BEGIN MATERIAL FOR THE TASK
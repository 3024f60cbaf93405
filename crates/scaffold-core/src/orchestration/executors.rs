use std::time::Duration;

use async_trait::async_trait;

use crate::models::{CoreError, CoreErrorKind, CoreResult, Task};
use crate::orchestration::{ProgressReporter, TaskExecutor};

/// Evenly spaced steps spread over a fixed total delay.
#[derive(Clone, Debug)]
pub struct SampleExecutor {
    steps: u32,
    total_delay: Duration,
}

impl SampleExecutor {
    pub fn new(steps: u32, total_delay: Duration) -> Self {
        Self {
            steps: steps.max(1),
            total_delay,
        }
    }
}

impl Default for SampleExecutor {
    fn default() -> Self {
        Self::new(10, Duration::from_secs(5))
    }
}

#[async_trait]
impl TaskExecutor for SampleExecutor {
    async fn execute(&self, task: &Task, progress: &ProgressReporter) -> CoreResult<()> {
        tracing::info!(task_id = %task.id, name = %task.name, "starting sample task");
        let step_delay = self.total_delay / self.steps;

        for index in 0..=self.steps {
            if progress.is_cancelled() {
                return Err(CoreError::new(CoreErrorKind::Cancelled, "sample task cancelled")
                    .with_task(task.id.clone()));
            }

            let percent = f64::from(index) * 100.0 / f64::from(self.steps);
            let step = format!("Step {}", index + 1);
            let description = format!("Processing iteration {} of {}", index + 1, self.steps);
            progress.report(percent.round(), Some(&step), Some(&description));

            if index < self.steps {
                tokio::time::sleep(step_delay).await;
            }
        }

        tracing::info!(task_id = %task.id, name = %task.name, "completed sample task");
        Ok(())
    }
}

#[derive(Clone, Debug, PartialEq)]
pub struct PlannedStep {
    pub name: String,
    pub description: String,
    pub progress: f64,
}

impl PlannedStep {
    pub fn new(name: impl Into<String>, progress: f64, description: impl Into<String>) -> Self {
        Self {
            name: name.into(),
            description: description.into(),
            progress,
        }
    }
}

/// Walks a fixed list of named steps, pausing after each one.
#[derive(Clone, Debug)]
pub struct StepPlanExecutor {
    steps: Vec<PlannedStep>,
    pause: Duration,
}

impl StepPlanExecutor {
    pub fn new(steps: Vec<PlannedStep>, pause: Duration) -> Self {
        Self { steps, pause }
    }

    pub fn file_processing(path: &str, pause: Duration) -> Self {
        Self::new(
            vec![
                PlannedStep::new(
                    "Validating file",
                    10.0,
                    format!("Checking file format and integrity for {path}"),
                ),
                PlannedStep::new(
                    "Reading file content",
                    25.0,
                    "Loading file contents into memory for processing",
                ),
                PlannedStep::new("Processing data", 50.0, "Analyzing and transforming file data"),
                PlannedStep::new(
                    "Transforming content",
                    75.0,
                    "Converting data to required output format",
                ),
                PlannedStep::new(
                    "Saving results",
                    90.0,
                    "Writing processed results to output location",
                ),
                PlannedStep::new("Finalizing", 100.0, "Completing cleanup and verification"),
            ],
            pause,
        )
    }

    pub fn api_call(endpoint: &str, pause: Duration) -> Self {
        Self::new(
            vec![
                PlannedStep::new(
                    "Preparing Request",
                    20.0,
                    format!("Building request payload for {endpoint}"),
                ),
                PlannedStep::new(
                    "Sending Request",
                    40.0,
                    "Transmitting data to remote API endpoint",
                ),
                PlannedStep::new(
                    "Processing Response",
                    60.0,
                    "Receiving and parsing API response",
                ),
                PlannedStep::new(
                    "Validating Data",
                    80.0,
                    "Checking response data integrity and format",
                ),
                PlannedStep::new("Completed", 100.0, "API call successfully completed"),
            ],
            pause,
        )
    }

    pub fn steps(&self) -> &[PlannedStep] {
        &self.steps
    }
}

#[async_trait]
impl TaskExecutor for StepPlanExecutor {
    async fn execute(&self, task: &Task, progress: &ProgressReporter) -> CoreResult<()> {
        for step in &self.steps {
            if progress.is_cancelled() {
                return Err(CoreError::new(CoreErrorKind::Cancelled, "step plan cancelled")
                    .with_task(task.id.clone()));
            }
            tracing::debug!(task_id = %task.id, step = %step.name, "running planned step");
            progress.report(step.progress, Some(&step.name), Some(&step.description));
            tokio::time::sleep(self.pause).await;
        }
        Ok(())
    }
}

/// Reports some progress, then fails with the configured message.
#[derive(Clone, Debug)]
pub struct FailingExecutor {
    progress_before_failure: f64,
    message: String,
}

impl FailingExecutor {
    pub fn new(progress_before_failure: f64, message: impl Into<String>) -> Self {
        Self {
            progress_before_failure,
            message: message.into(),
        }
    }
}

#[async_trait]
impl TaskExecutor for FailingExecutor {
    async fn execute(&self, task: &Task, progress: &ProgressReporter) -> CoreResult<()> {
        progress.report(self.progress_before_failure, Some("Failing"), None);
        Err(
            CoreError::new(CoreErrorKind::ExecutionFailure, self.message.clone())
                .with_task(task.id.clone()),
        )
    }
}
END MATERIAL FOR THE TASK
▶ [PROBLEM TO WORK ON]: Transcribe each entry above exactly as it reads.

▶ [ANSWER BOX]:
repository 3024f60cbaf93405
filename crates/scaffold-core/src/orchestration/executors.rs
use std::time::Duration;

use async_trait::async_trait;

use crate::models::{CoreError, CoreErrorKind, CoreResult, Task};
use crate::orchestration::{ProgressReporter, TaskExecutor};

/// Evenly spaced steps spread over a fixed total delay.
#[derive(Clone, Debug)]
pub struct SampleExecutor {
    steps: u32,
    total_delay: Duration,
}

impl SampleExecutor {
    pub fn new(steps: u32, total_delay: Duration) -> Self {
        Self {
            steps: steps.max(1),
            total_delay,
        }
    }
}

impl Default for SampleExecutor {
    fn default() -> Self {
        Self::new(10, Duration::from_secs(5))
    }
}

#[async_trait]
impl TaskExecutor for SampleExecutor {
    async fn execute(&self, task: &Task, progress: &ProgressReporter) -> CoreResult<()> {
        tracing::info!(task_id = %task.id, name = %task.name, "starting sample task");
        let step_delay = self.total_delay / self.steps;

        for index in 0..=self.steps {
            if progress.is_cancelled() {
                return Err(CoreError::new(CoreErrorKind::Cancelled, "sample task cancelled")
                    .with_task(task.id.clone()));
            }

            let percent = f64::from(index) * 100.0 / f64::from(self.steps);
            let step = format!("Step {}", index + 1);
            let description = format!("Processing iteration {} of {}", index + 1, self.steps);
            progress.report(percent.round(), Some(&step), Some(&description));

            if index < self.steps {
                tokio::time::sleep(step_delay).await;
            }
        }

        tracing::info!(task_id = %task.id, name = %task.name, "completed sample task");
        Ok(())
    }
}

#[derive(Clone, Debug, PartialEq)]
pub struct PlannedStep {
    pub name: String,
    pub description: String,
    pub progress: f64,
}

impl PlannedStep {
    pub fn new(name: impl Into<String>, progress: f64, description: impl Into<String>) -> Self {
        Self {
            name: name.into(),
            description: description.into(),
            progress,
        }
    }
}

/// Walks a fixed list of named steps, pausing after each one.
#[derive(Clone, Debug)]
pub struct StepPlanExecutor {
    steps: Vec<PlannedStep>,
    pause: Duration,
}

impl StepPlanExecutor {
    pub fn new(steps: Vec<PlannedStep>, pause: Duration) -> Self {
        Self { steps, pause }
    }

    pub fn file_processing(path: &str, pause: Duration) -> Self {
        Self::new(
            vec![
                PlannedStep::new(
                    "Validating file",
                    10.0,
                    format!("Checking file format and integrity for {path}"),
                ),
                PlannedStep::new(
                    "Reading file content",
                    25.0,
                    "Loading file contents into memory for processing",
                ),
                PlannedStep::new("Processing data", 50.0, "Analyzing and transforming file data"),
                PlannedStep::new(
                    "Transforming content",
                    75.0,
                    "Converting data to required output format",
                ),
                PlannedStep::new(
                    "Saving results",
                    90.0,
                    "Writing processed results to output location",
                ),
                PlannedStep::new("Finalizing", 100.0, "Completing cleanup and verification"),
            ],
            pause,
        )
    }

    pub fn api_call(endpoint: &str, pause: Duration) -> Self {
        Self::new(
            vec![
                PlannedStep::new(
                    "Preparing Request",
                    20.0,
                    format!("Building request payload for {endpoint}"),
                ),
                PlannedStep::new(
                    "Sending Request",
                    40.0,
                    "Transmitting data to remote API endpoint",
                ),
                PlannedStep::new(
                    "Processing Response",
                    60.0,
                    "Receiving and parsing API response",
                ),
                PlannedStep::new(
                    "Validating Data",
                    80.0,
                    "Checking response data integrity and format",
                ),
                PlannedStep::new("Completed", 100.0, "API call successfully completed"),
            ],
            pause,
        )
    }

    pub fn steps(&self) -> &[PlannedStep] {
        &self.steps
    }
}

#[async_trait]
impl TaskExecutor for StepPlanExecutor {
    async fn execute(&self, task: &Task, progress: &ProgressReporter) -> CoreResult<()> {
        for step in &self.steps {
            if progress.is_cancelled() {
                return Err(CoreError::new(CoreErrorKind::Cancelled, "step plan cancelled")
                    .with_task(task.id.clone()));
            }
            tracing::debug!(task_id = %task.id, step = %step.name, "running planned step");
            progress.report(step.progress, Some(&step.name), Some(&step.description));
            tokio::time::sleep(self.pause).await;
        }
        Ok(())
    }
}

/// Reports some progress, then fails with the configured message.
#[derive(Clone, Debug)]
pub struct FailingExecutor {
    progress_before_failure: f64,
    message: String,
}

impl FailingExecutor {
    pub fn new(progress_before_failure: f64, message: impl Into<String>) -> Self {
        Self {
            progress_before_failure,
            message: message.into(),
        }
    }
}

#[async_trait]
impl TaskExecutor for FailingExecutor {
    async fn execute(&self, task: &Task, progress: &ProgressReporter) -> CoreResult<()> {
        progress.report(self.progress_before_failure, Some("Failing"), None);
        Err(
            CoreError::new(CoreErrorKind::ExecutionFailure, self.message.clone())
                .with_task(task.id.clone()),
        )
    }
}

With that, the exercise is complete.